Ferdinand Fru Fon

Personal information
- Full name: Ferdinand Fru Fon
- Date of birth: 30 May 1998 (age 27)
- Place of birth: Nsongwa, Cameroon
- Position: Forward

Senior career*
- Years: Team / Apps / (Gls)
- 2014–2017: Grassland
- 2018: Temnić / 11 / (3)
- 2018–2019: Dinamo Vranje / 1 / (0)

= Ferdinand Fru Fon =

Cameroonian footballer

Ferdinand Fru Fon (born 30 May 1998) is a Cameroonian football striker, most recently playing with FK Dinamo Vranje in the Serbian SuperLiga.

==Club career==
Born in Nsongwa, he played with Grassland FC in Cameroon. In February 2017 his good performances at Grassland caught the attention on behalve of the scouts of Debreceni VSC however the move didn´t materialise. Despite that, Fru Fon stayed in Europe, was expected to sign with Serbian top-league side FK Javor Ivanjica, a club with tradition in bringing young African talents to Europe, but ended up signing with FK Temnić 1924, a club playing in Serbian First League, Serbian second level.
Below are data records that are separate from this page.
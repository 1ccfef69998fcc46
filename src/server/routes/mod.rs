//! HTTP Routes
//!
//! Route handlers organized by functionality.

pub mod health;
pub mod map;
pub mod page;
pub mod status;
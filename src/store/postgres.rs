use async_trait::async_trait;
use sqlx::postgres::{PgPool, PgPoolOptions};
use uuid::Uuid;

use super::{Credential, CredentialStore, RefreshTokenRecord, TokenStore};
use crate::configuration::DatabaseSettings;
use crate::error::DatabaseError;

const SCHEMA: [&str; 3] = [
    r#"
    CREATE TABLE IF NOT EXISTS users (
        id BIGSERIAL PRIMARY KEY,
        user_id TEXT NOT NULL UNIQUE,
        email TEXT NOT NULL UNIQUE,
        username TEXT NOT NULL,
        password_hash TEXT NOT NULL,
        created_at BIGINT NOT NULL
    )
    "#,
    r#"
    CREATE TABLE IF NOT EXISTS refresh_tokens (
        id BIGSERIAL PRIMARY KEY,
        token_hash TEXT NOT NULL UNIQUE,
        user_id TEXT NOT NULL,
        expires_at BIGINT NOT NULL,
        created_at BIGINT NOT NULL
    )
    "#,
    "CREATE INDEX IF NOT EXISTS idx_refresh_tokens_user ON refresh_tokens (user_id, created_at)",
];

/// Postgres-backed credential and refresh-token storage.
#[derive(Clone)]
pub struct PostgresStore {
    pool: PgPool,
}

impl PostgresStore {
    pub async fn connect(settings: &DatabaseSettings) -> Result<Self, DatabaseError> {
        let pool = PgPoolOptions::new()
            .max_connections(settings.max_connections)
            .connect(&settings.connection_string())
            .await?;

        Self::with_pool(pool).await
    }

    pub async fn with_pool(pool: PgPool) -> Result<Self, DatabaseError> {
        for statement in SCHEMA {
            sqlx::query(statement).execute(&pool).await?;
        }
        Ok(Self { pool })
    }
}

#[async_trait]
impl CredentialStore for PostgresStore {
    async fn get_by_email(&self, email: &str) -> Result<Option<Credential>, DatabaseError> {
        let credential = sqlx::query_as::<_, Credential>(
            r#"
            SELECT user_id, email, username, password_hash, created_at
            FROM users WHERE email = $1
            "#,
        )
        .bind(email)
        .fetch_optional(&self.pool)
        .await?;

        Ok(credential)
    }

    async fn get_by_id(&self, user_id: &str) -> Result<Option<Credential>, DatabaseError> {
        let credential = sqlx::query_as::<_, Credential>(
            r#"
            SELECT user_id, email, username, password_hash, created_at
            FROM users WHERE user_id = $1
            "#,
        )
        .bind(user_id)
        .fetch_optional(&self.pool)
        .await?;

        Ok(credential)
    }

    async fn insert(
        &self,
        email: &str,
        username: &str,
        password_hash: &str,
        created_at: i64,
    ) -> Result<Credential, DatabaseError> {
        let credential = Credential {
            user_id: Uuid::new_v4().to_string(),
            email: email.to_string(),
            username: username.to_string(),
            password_hash: password_hash.to_string(),
            created_at,
        };

        sqlx::query(
            r#"
            INSERT INTO users (user_id, email, username, password_hash, created_at)
            VALUES ($1, $2, $3, $4, $5)
            "#,
        )
        .bind(&credential.user_id)
        .bind(&credential.email)
        .bind(&credential.username)
        .bind(&credential.password_hash)
        .bind(credential.created_at)
        .execute(&self.pool)
        .await?;

        Ok(credential)
    }
}

#[async_trait]
impl TokenStore for PostgresStore {
    async fn store_refresh_token(&self, record: &RefreshTokenRecord) -> Result<(), DatabaseError> {
        sqlx::query(
            r#"
            INSERT INTO refresh_tokens (token_hash, user_id, expires_at, created_at)
            VALUES ($1, $2, $3, $4)
            "#,
        )
        .bind(&record.token_hash)
        .bind(&record.user_id)
        .bind(record.expires_at)
        .bind(record.created_at)
        .execute(&self.pool)
        .await?;

        Ok(())
    }

    async fn find_valid_refresh_token(
        &self,
        user_id: &str,
        now: i64,
    ) -> Result<Option<RefreshTokenRecord>, DatabaseError> {
        let record = sqlx::query_as::<_, RefreshTokenRecord>(
            r#"
            SELECT token_hash, user_id, expires_at, created_at
            FROM refresh_tokens
            WHERE user_id = $1 AND expires_at > $2
            ORDER BY created_at DESC, id DESC
            LIMIT 1
            "#,
        )
        .bind(user_id)
        .bind(now)
        .fetch_optional(&self.pool)
        .await?;

        Ok(record)
    }

    async fn revoke_all_for_user(&self, user_id: &str) -> Result<u64, DatabaseError> {
        let result = sqlx::query("DELETE FROM refresh_tokens WHERE user_id = $1")
            .bind(user_id)
            .execute(&self.pool)
            .await?;

        Ok(result.rows_affected())
    }
}
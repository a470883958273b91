use tracing_subscriber::{layer::SubscriberExt, util::SubscriberInitExt, EnvFilter};

/// Install the global JSON subscriber.
///
/// Level comes from `RUST_LOG`, defaulting to `info`. Records emitted through
/// the `log` facade (actix's `Logger`, `LoggerMiddleware`) are forwarded by
/// tracing-subscriber's `tracing-log` bridge.
pub fn init_telemetry() {
    let env_filter = EnvFilter::try_from_default_env().unwrap_or_else(|_| EnvFilter::new("info"));

    let formatting_layer = tracing_subscriber::fmt::layer()
        .with_writer(std::io::stdout)
        .with_target(true)
        .json();

    // A second call (tests spawning several apps) keeps the first subscriber
    if tracing_subscriber::registry()
        .with(env_filter)
        .with(formatting_layer)
        .try_init()
        .is_err()
    {
        tracing::debug!("Telemetry already initialized");
    }
}

#[cfg(test)]
mod tests {
    use super::*;

    #[test]
    fn test_init_telemetry_is_idempotent() {
        init_telemetry();
        init_telemetry();
        tracing::info!("still logging");
    }
}
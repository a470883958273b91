mod auth;
mod health_check;

pub use auth::{get_current_user, login, logout, signup};
pub use health_check::health_check;
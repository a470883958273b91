/// Time source for token issuance and expiry checks.
///
/// All timestamps are integer Unix seconds.
use std::sync::atomic::{AtomicI64, Ordering};

pub trait Clock: Send + Sync {
    fn now(&self) -> i64;
}

/// Wall clock
#[derive(Debug, Default, Clone, Copy)]
pub struct SystemClock;

impl Clock for SystemClock {
    fn now(&self) -> i64 {
        chrono::Utc::now().timestamp()
    }
}

/// Manually driven clock for tests and simulations.
#[derive(Debug)]
pub struct ManualClock {
    now: AtomicI64,
}

impl ManualClock {
    pub fn new(start: i64) -> Self {
        Self {
            now: AtomicI64::new(start),
        }
    }

    pub fn advance(&self, seconds: i64) {
        self.now.fetch_add(seconds, Ordering::SeqCst);
    }

    pub fn set(&self, now: i64) {
        self.now.store(now, Ordering::SeqCst);
    }
}

impl Clock for ManualClock {
    fn now(&self) -> i64 {
        self.now.load(Ordering::SeqCst)
    }
}
/// Persistence collaborators for the session core.
///
/// The authenticator only ever talks to these traits; the SQL engine behind
/// them is chosen from configuration at startup.

mod postgres;
mod sqlite;

pub use postgres::PostgresStore;
pub use sqlite::SqliteStore;

use std::sync::Arc;

use async_trait::async_trait;

use crate::configuration::{DatabaseKind, DatabaseSettings};
use crate::error::DatabaseError;

/// A user's identity record.
#[derive(Clone, sqlx::FromRow)]
pub struct Credential {
    pub user_id: String,
    pub email: String,
    pub username: String,
    /// Salted + peppered hash; never leaves the server
    pub password_hash: String,
    /// Unix seconds
    pub created_at: i64,
}

impl std::fmt::Debug for Credential {
    fn fmt(&self, f: &mut std::fmt::Formatter<'_>) -> std::fmt::Result {
        f.debug_struct("Credential")
            .field("user_id", &self.user_id)
            .field("email", &self.email)
            .field("username", &self.username)
            .field("created_at", &self.created_at)
            .finish_non_exhaustive()
    }
}

/// A persisted refresh token. Only the HMAC of the bearer value is stored.
#[derive(Debug, Clone, PartialEq, Eq, sqlx::FromRow)]
pub struct RefreshTokenRecord {
    pub token_hash: String,
    pub user_id: String,
    /// Unix seconds
    pub expires_at: i64,
    /// Unix seconds
    pub created_at: i64,
}

#[async_trait]
pub trait CredentialStore: Send + Sync {
    async fn get_by_email(&self, email: &str) -> Result<Option<Credential>, DatabaseError>;

    async fn get_by_id(&self, user_id: &str) -> Result<Option<Credential>, DatabaseError>;

    /// Create a user with a fresh UUID, stamped with `created_at`.
    ///
    /// # Errors
    /// `UniqueConstraintViolation` if the email is already registered.
    async fn insert(
        &self,
        email: &str,
        username: &str,
        password_hash: &str,
        created_at: i64,
    ) -> Result<Credential, DatabaseError>;
}

#[async_trait]
pub trait TokenStore: Send + Sync {
    async fn store_refresh_token(&self, record: &RefreshTokenRecord) -> Result<(), DatabaseError>;

    /// Newest token for `user_id` with `expires_at > now`, if any.
    async fn find_valid_refresh_token(
        &self,
        user_id: &str,
        now: i64,
    ) -> Result<Option<RefreshTokenRecord>, DatabaseError>;

    /// Delete every refresh token of `user_id`; returns how many were removed.
    async fn revoke_all_for_user(&self, user_id: &str) -> Result<u64, DatabaseError>;
}

/// The two collaborators, usually backed by the same database.
#[derive(Clone)]
pub struct Stores {
    pub credentials: Arc<dyn CredentialStore>,
    pub tokens: Arc<dyn TokenStore>,
}

impl Stores {
    pub fn from_backend<S>(backend: S) -> Self
    where
        S: CredentialStore + TokenStore + 'static,
    {
        let backend = Arc::new(backend);
        Self {
            credentials: backend.clone(),
            tokens: backend,
        }
    }
}

/// Open the configured backend and make sure its schema exists.
pub async fn connect(settings: &DatabaseSettings) -> Result<Stores, DatabaseError> {
    let stores = match settings.kind {
        DatabaseKind::Sqlite => Stores::from_backend(SqliteStore::connect(settings).await?),
        DatabaseKind::Postgres => Stores::from_backend(PostgresStore::connect(settings).await?),
    };

    tracing::info!(backend = ?settings.kind, "Database connection pool created");
    Ok(stores)
}
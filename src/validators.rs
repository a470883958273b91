/// Input validators for signup and login payloads
///
/// 1. Length limits keep oversized input away from bcrypt and the database
/// 2. Email format check (RFC 5322, simplified)
/// 3. Control characters and injection-looking input are refused outright

use lazy_static::lazy_static;
use regex::Regex;

use crate::error::ValidationError;

const MAX_EMAIL_LENGTH: usize = 254; // RFC 5321
const MIN_EMAIL_LENGTH: usize = 5;
const MAX_LOCAL_PART_LENGTH: usize = 64;
const MAX_USERNAME_LENGTH: usize = 64;
const MIN_USERNAME_LENGTH: usize = 3;

lazy_static! {
    static ref EMAIL_REGEX: Regex = Regex::new(
        r"^[a-zA-Z0-9.!#$%&'*+/=?^_`{|}~-]+@[a-zA-Z0-9](?:[a-zA-Z0-9-]{0,61}[a-zA-Z0-9])?(?:\.[a-zA-Z0-9](?:[a-zA-Z0-9-]{0,61}[a-zA-Z0-9])?)*$"
    ).unwrap();

    // Letters, digits and a few separators; no leading separator
    static ref USERNAME_REGEX: Regex = Regex::new(r"^[\p{L}\p{N}][\p{L}\p{N} ._'-]*$").unwrap();

    static ref SQL_INJECTION_PATTERNS: [Regex; 4] = [
        Regex::new(r"(?i)\s+UNION\s+").unwrap(),
        Regex::new(r"(--|;|/\*|\*/)").unwrap(),
        Regex::new(r"(?i)\b(SLEEP|WAITFOR|BENCHMARK)\s*\(").unwrap(),
        Regex::new(r#"(?i)(\bOR\b|\bAND\b)\s*(['"][0-9]*['"]|[0-9]+)\s*=\s*(['"][0-9]*['"]|[0-9]+)"#).unwrap(),
    ];
}

/// Validates and normalizes an email address.
///
/// Surrounding whitespace is dropped and the address is lowercased, so
/// `John@Example.com` and `john@example.com` are the same account.
pub fn is_valid_email(email: &str) -> Result<String, ValidationError> {
    let trimmed = email.trim();

    if trimmed.is_empty() {
        return Err(ValidationError::EmptyField("email"));
    }

    if trimmed.len() < MIN_EMAIL_LENGTH {
        return Err(ValidationError::TooShort("email", MIN_EMAIL_LENGTH));
    }

    if trimmed.len() > MAX_EMAIL_LENGTH {
        return Err(ValidationError::TooLong("email", MAX_EMAIL_LENGTH));
    }

    if !EMAIL_REGEX.is_match(trimmed) {
        return Err(ValidationError::InvalidFormat("email"));
    }

    if has_suspicious_email_patterns(trimmed) || contains_sql_injection_patterns(trimmed) {
        return Err(ValidationError::SuspiciousContent("email"));
    }

    Ok(trimmed.to_lowercase())
}

/// Validates a display username
pub fn is_valid_username(username: &str) -> Result<String, ValidationError> {
    let trimmed = username.trim();

    if trimmed.is_empty() {
        return Err(ValidationError::EmptyField("username"));
    }

    let length = trimmed.chars().count();
    if length < MIN_USERNAME_LENGTH {
        return Err(ValidationError::TooShort("username", MIN_USERNAME_LENGTH));
    }

    if length > MAX_USERNAME_LENGTH {
        return Err(ValidationError::TooLong("username", MAX_USERNAME_LENGTH));
    }

    if trimmed.chars().any(|c| c.is_control()) || contains_sql_injection_patterns(trimmed) {
        return Err(ValidationError::SuspiciousContent("username"));
    }

    if !USERNAME_REGEX.is_match(trimmed) {
        return Err(ValidationError::InvalidFormat("username"));
    }

    Ok(trimmed.to_string())
}

fn has_suspicious_email_patterns(email: &str) -> bool {
    if email.contains('\0') || email.matches('@').count() != 1 {
        return true;
    }

    email
        .split('@')
        .next()
        .is_some_and(|local_part| local_part.len() > MAX_LOCAL_PART_LENGTH)
}

fn contains_sql_injection_patterns(input: &str) -> bool {
    SQL_INJECTION_PATTERNS.iter().any(|pattern| pattern.is_match(input))
}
Fru Fon played with Temnić the second-half of the 2017–18 Serbian First League, and despite the fact that Temnić ended relegated, Fru Fon impressed and in summer 2018 he moved to FK Dinamo Vranje, a club that contrary to Temnić, got promoted at the end of the season. Fru Fon debuted with Dinamo in the 2018–19 Serbian SuperLiga on September, 2, 2018, in a away defeat by 2–0 against FK Spartak Subotica.